= Thomas Helms Verlag =

German publishing house

The Thomas Helms Verlag is a specialist publisher for North German culture, monument preservation, local and regional history, history, church and art history and is based in Schwerin in Mecklenburg-Western Pomerania.

== History ==
In 1994, the publishing house was founded by the Schwerin photographer Thomas Helms who by then had already created the illustrations for many books. Among others, he worked for the Henschelverlag, the Evangelische Verlagsanstalt, the Union Verlag Berlin, Koehler & Amelang, E. A. Seemann, the publishing houses Christiansen, Wachholtz Verlag, Edition Temmen, Verlag Schnell und Steiner and Droemer Knaur. His focus is on architectural photography, and he is particularly interested in the history and regional studies of Mecklenburg and Pomerania.

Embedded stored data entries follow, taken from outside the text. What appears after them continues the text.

//! Ordered window
//!
//! An ascending sequence of exactly `ksize * ksize` samples. The window is
//! sorted once when a row starts; sliding one column then costs `ksize`
//! removals and `ksize` insertions, each a binary search plus a shift of
//! the tail, and the median is always the middle element.

use crate::{FilterError, FilterResult};

/// Sorted multiset of the samples in the current neighborhood.
#[derive(Debug, Clone)]
pub struct OrderedWindow {
    /// Kernel side length
    ksize: usize,
    /// Number of samples in a full window (`ksize * ksize`)
    area: usize,
    /// Samples in ascending order
    values: Vec<u16>,
}

impl OrderedWindow {
    /// Allocate an empty window for a `ksize x ksize` kernel.
    ///
    /// # Errors
    ///
    /// Returns `FilterError::InvalidKernel` if `ksize` is zero or its square
    /// overflows, and `FilterError::AllocationFailed` if the storage cannot
    /// be reserved.
    pub fn try_new(ksize: usize) -> FilterResult<Self> {
        if ksize == 0 {
            return Err(FilterError::InvalidKernel("ksize must be >= 1".into()));
        }
        let area = ksize
            .checked_mul(ksize)
            .ok_or_else(|| FilterError::InvalidKernel(format!("ksize {ksize} is too large")))?;

        let mut values = Vec::new();
        values
            .try_reserve_exact(area)
            .map_err(|_| FilterError::AllocationFailed { requested: area })?;

        Ok(Self {
            ksize,
            area,
            values,
        })
    }

    /// Kernel side length
    #[inline]
    pub fn ksize(&self) -> usize {
        self.ksize
    }

    /// Number of samples currently held
    #[inline]
    pub fn len(&self) -> usize {
        self.values.len()
    }

    /// True if the window holds no samples
    #[inline]
    pub fn is_empty(&self) -> bool {
        self.values.is_empty()
    }

    /// True if the window holds `ksize * ksize` samples
    #[inline]
    pub fn is_full(&self) -> bool {
        self.values.len() == self.area
    }

    /// The samples in ascending order
    #[inline]
    pub fn as_slice(&self) -> &[u16] {
        &self.values
    }

    /// Replace the contents with a new neighborhood and sort it.
    ///
    /// # Errors
    ///
    /// Returns `FilterError::InvalidParameters` unless exactly
    /// `ksize * ksize` values are supplied.
    pub fn initialize<I>(&mut self, values: I) -> FilterResult<()>
    where
        I: IntoIterator<Item = u16>,
    {
        self.values.clear();
        self.values.extend(values.into_iter().take(self.area + 1));
        if self.values.len() != self.area {
            self.values.clear();
            return Err(FilterError::InvalidParameters(format!(
                "window for ksize {} needs exactly {} values",
                self.ksize, self.area
            )));
        }
        self.values.sort_unstable();
        Ok(())
    }

    /// Remove one occurrence of `value`.
    ///
    /// Duplicates are removed one instance per call. Returns `false` if the
    /// value is not present.
    pub fn remove_one(&mut self, value: u16) -> bool {
        let pos = self.values.partition_point(|&v| v < value);
        if self.values.get(pos) == Some(&value) {
            self.values.remove(pos);
            true
        } else {
            false
        }
    }

    /// Remove and return the smallest sample.
    ///
    /// This drops the minimum regardless of which samples geometrically
    /// left the neighborhood; the scan driver uses [`Self::remove_one`].
    pub fn remove_smallest(&mut self) -> Option<u16> {
        if self.values.is_empty() {
            None
        } else {
            Some(self.values.remove(0))
        }
    }

    /// Insert `value` before the first element that is not smaller.
    pub fn insert_one(&mut self, value: u16) {
        debug_assert!(self.values.len() < self.area, "window overflow");
        let pos = self.values.partition_point(|&v| v < value);
        self.values.insert(pos, value);
    }

    /// Middle element of the ascending sequence.
    ///
    /// For a full window this is index `half * ksize + half`.
    ///
    /// # Panics
    ///
    /// Panics if the window is empty.
    #[inline]
    pub fn median(&self) -> u16 {
        self.values[self.values.len() / 2]
    }
}

#[cfg(test)]
mod tests {
    use super::*;

    #[test]
    fn test_try_new_rejects_zero() {
        assert!(matches!(
            OrderedWindow::try_new(0),
            Err(FilterError::InvalidKernel(_))
        ));
    }

    #[test]
    fn test_try_new_rejects_overflow() {
        assert!(matches!(
            OrderedWindow::try_new(usize::MAX),
            Err(FilterError::InvalidKernel(_))
        ));
    }

    #[test]
    fn test_initialize_sorts() {
        let mut w = OrderedWindow::try_new(3).unwrap();
        w.initialize([9, 1, 8, 2, 7, 3, 6, 4, 5]).unwrap();
        assert_eq!(w.as_slice(), &[1, 2, 3, 4, 5, 6, 7, 8, 9]);
        assert!(w.is_full());
        assert_eq!(w.median(), 5);
    }

    #[test]
    fn test_initialize_wrong_count() {
        let mut w = OrderedWindow::try_new(3).unwrap();
        assert!(w.initialize([1, 2, 3]).is_err());
        assert!(w.is_empty());
        assert!(w.initialize(0..10).is_err());
        assert!(w.initialize(0..9).is_ok());
    }

    #[test]
    fn test_median_index_matches_center() {
        let mut w = OrderedWindow::try_new(5).unwrap();
        w.initialize((0..25).rev()).unwrap();
        // half * ksize + half = 2 * 5 + 2
        assert_eq!(w.median(), w.as_slice()[12]);
        assert_eq!(w.median(), 12);
    }

    #[test]
    fn test_remove_one_duplicates() {
        let mut w = OrderedWindow::try_new(3).unwrap();
        w.initialize([5, 5, 5, 1, 2, 3, 7, 8, 9]).unwrap();
        assert!(w.remove_one(5));
        assert_eq!(w.as_slice(), &[1, 2, 3, 5, 5, 7, 8, 9]);
        assert!(!w.remove_one(4));
        assert_eq!(w.len(), 8);
    }

    #[test]
    fn test_insert_one_keeps_order() {
        let mut w = OrderedWindow::try_new(3).unwrap();
        w.initialize([1, 2, 3, 4, 5, 6, 7, 8, 9]).unwrap();
        assert!(w.remove_one(9));
        w.insert_one(0);
        assert_eq!(w.as_slice(), &[0, 1, 2, 3, 4, 5, 6, 7, 8]);
        assert!(w.remove_one(4));
        w.insert_one(4);
        assert_eq!(w.as_slice(), &[0, 1, 2, 3, 4, 5, 6, 7, 8]);
        assert_eq!(w.median(), 4);
    }

    #[test]
    fn test_remove_smallest() {
        let mut w = OrderedWindow::try_new(1).unwrap();
        w.initialize([42]).unwrap();
        assert_eq!(w.remove_smallest(), Some(42));
        assert_eq!(w.remove_smallest(), None);
    }

    #[test]
    fn test_remove_smallest_differs_from_geometric_removal() {
        // Departing sample is 9, but remove_smallest drops the 1
        let mut geometric = OrderedWindow::try_new(3).unwrap();
        geometric.initialize([1, 2, 3, 4, 5, 6, 7, 8, 9]).unwrap();
        let mut smallest = geometric.clone();

        geometric.remove_one(9);
        geometric.insert_one(10);
        smallest.remove_smallest();
        smallest.insert_one(10);

        assert_eq!(geometric.median(), 5);
        assert_eq!(smallest.median(), 6);
    }
}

The publishing house is a member of the Börsenverein des Deutschen Buchhandels.

== Program ==
Since the founding of the publishing house, which was first called thomasius, more than 350 titles have been produced, many of them in several editions, with a focus on regional, cultural, architecture, church and art history of Mecklenburg and Western Pomerania. There are also a number of titles on northern German contemporary history. The programme features both scholarly titles and popular science publications.
The series "Beiträge zur Architekturgeschichte und Denkmalpflege in Mecklenburg und Vorpommern", edited by Sabine Bock, now comprises thirteen weighty publications, some of which are multi-volume; the series "Beiträge zur pommerschen Landes-, Kirchen- und Kunstgeschichte", founded by Norbert Buske, already contains 18 titles and the series "Geschichte. Architecture. Art. Contributions to the Cultural Landscapes of Mecklenburg and Western Pomerania".

== Authors and editors ==
The authors and editors of the publishing house include Axel Attula, Sabine Bock, Michael Buddrus, Adrian Bueckling, Norbert Buske, Bodo von Dewitz, Otto Emersleben, Friederike Drinkuth, Dieter Greve, Hellmut Hannes, Ulrich Hermanns, Johannes Hinz, Max Reinhard Jaehn, Volker Janke, Bernd Kasten, Otto Kindt, Ingrid Lent, Günter Möbus, Ernst Münch, Christian Nieske, Frank Pergande, Haik Thomas Porada, Hans Reddemann, Fred Ruchhöft, Dirk Schleinert, Manfred Schukowski, Horst Wernicke, Rainer Wiedemann and many others.

== Awards ==
Two authors of the publishing house were awarded the Annalise-Wagner-Preis for their manuscripts that were published by the publishing house. In 2007, Sabine Bock received the prize for her work Herrschaftliche Wohnhäuser auf den Gütern und Domänen in Mecklenburg-Strelitz. Architektur und Geschichte (Beiträge zur Architekturgeschichte und Denkmalpflege. Vol. 7.1–3), ISBN 978-3-935749-05-3, and in 2016, Friederike Drinkuth was awarded for her historical-biographical sketch on Duchess Dorothea Sophie of Mecklenburg-Strelitz (1692-1765), was published under the title Männlicher als ihr Gemahl. Herzogin Dorothea Sophie von Mecklenburg-Strelitz] (ISBN 978-3-944033-00-6).